▸ **Assignment**
Begin at the line below that has "filename crates/progress/src/access.rs" and stop after the line that has "use crate::error::Result;". Please restate only those lines, word for word.

▸ **Data for this exercise**
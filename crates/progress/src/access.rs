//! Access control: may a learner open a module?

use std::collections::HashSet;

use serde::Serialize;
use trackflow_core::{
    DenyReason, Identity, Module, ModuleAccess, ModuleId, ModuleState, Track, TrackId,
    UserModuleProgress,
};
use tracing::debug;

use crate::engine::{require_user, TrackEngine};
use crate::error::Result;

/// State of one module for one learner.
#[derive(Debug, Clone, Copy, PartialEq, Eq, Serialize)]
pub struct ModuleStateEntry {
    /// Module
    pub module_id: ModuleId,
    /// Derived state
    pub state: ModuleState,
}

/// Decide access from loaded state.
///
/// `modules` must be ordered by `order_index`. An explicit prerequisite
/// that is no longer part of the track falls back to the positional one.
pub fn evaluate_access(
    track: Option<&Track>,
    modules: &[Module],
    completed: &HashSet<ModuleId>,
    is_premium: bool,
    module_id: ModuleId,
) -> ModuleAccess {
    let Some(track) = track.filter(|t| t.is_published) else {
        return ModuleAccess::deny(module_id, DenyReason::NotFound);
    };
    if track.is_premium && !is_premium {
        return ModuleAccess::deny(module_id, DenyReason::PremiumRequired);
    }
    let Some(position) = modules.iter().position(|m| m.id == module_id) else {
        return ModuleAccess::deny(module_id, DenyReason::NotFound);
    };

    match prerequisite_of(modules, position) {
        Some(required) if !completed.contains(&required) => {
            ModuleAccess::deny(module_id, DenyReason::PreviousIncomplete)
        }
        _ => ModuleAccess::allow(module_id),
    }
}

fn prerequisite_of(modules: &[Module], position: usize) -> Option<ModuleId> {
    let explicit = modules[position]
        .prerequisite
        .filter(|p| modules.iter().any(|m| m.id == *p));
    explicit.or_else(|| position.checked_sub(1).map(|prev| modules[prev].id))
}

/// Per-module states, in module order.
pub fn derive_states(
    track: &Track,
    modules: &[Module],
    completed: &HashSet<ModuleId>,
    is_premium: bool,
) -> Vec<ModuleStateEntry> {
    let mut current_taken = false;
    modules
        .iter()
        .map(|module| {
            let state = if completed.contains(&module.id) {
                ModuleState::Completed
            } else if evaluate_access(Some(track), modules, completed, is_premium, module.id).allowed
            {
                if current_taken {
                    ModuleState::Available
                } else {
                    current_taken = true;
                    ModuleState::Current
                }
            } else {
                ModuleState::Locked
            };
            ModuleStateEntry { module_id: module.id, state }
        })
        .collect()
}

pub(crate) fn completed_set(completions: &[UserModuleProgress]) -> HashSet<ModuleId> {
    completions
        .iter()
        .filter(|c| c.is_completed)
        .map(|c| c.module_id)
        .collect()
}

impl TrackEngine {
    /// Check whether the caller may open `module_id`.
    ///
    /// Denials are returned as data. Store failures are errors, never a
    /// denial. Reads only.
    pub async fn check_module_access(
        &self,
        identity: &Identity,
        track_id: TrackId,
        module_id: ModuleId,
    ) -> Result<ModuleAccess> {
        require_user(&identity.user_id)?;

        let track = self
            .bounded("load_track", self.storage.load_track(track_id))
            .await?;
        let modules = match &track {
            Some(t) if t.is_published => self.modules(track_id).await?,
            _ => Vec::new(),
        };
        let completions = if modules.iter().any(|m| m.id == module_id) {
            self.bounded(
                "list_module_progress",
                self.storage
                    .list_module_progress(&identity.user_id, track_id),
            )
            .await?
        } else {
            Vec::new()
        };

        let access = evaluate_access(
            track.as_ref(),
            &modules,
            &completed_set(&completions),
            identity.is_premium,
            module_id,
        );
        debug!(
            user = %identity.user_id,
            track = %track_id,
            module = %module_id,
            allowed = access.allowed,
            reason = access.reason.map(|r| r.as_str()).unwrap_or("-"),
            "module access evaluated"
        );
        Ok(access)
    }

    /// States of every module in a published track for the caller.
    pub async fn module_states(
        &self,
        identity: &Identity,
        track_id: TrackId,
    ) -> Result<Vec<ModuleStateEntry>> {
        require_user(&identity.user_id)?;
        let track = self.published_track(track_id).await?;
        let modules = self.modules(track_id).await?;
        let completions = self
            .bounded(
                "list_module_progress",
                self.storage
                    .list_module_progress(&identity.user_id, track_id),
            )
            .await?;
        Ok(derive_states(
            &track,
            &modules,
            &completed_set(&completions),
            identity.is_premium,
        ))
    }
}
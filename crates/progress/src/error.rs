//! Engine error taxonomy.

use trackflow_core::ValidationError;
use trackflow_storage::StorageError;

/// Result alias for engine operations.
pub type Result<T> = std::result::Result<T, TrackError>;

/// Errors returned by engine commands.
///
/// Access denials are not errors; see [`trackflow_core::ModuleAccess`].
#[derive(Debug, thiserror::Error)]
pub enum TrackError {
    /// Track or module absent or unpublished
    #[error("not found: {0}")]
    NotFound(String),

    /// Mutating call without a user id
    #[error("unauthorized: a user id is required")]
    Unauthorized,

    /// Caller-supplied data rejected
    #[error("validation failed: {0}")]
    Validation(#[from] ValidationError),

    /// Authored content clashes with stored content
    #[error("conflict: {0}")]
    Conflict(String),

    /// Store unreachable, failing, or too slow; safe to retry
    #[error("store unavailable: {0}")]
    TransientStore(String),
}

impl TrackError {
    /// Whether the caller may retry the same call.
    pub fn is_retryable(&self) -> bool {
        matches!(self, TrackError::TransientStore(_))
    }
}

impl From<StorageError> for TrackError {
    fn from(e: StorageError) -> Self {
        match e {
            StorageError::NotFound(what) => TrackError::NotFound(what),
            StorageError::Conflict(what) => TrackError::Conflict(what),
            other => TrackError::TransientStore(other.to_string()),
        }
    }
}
--
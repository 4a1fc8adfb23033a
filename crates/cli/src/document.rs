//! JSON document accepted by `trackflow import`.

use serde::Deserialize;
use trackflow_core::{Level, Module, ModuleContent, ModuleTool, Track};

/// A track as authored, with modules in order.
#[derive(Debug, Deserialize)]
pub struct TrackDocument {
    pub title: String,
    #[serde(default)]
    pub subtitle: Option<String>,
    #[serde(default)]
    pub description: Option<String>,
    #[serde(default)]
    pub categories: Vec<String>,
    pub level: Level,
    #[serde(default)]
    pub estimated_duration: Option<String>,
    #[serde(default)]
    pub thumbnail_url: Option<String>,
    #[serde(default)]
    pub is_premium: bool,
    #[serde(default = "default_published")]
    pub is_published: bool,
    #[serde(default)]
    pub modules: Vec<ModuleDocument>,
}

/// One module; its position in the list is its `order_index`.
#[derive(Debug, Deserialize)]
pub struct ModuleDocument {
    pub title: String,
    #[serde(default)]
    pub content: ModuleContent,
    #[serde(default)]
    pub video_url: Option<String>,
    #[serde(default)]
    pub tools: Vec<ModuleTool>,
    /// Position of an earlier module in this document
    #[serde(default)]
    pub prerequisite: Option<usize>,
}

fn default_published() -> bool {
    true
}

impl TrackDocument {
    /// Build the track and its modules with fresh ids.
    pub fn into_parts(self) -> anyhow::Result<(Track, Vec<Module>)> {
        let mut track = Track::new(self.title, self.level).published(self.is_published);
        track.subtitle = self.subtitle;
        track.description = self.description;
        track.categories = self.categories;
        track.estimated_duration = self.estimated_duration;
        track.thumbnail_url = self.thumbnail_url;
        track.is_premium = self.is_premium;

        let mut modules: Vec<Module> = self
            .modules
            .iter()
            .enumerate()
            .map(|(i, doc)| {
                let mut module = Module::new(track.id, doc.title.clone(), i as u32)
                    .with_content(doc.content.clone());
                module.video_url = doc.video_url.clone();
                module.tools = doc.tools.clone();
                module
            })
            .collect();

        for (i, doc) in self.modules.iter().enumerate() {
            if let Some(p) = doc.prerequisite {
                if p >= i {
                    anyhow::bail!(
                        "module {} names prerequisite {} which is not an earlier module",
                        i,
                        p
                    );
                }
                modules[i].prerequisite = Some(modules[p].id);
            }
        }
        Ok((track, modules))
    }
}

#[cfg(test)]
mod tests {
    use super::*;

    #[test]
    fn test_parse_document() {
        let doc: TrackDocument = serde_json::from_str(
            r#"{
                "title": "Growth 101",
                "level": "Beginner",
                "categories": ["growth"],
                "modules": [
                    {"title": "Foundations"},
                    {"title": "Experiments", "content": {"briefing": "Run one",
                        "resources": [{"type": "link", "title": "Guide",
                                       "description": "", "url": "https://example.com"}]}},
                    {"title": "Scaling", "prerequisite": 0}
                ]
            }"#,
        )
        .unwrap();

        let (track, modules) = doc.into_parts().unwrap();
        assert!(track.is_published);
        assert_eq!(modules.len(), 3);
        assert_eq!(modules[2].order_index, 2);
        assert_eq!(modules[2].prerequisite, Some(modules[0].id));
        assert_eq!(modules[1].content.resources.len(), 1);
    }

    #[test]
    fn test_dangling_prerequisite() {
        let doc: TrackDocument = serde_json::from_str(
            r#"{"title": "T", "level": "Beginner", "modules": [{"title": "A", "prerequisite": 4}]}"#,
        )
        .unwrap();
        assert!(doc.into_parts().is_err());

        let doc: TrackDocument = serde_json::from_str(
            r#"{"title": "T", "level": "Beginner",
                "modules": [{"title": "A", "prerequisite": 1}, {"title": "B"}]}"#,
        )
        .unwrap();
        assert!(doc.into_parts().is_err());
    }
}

▸ **Output of the task**
filename crates/progress/src/access.rs
//! Access control: may a learner open a module?

use std::collections::HashSet;

use serde::Serialize;
use trackflow_core::{
    DenyReason, Identity, Module, ModuleAccess, ModuleId, ModuleState, Track, TrackId,
    UserModuleProgress,
};
use tracing::debug;

use crate::engine::{require_user, TrackEngine};
use crate::error::Result;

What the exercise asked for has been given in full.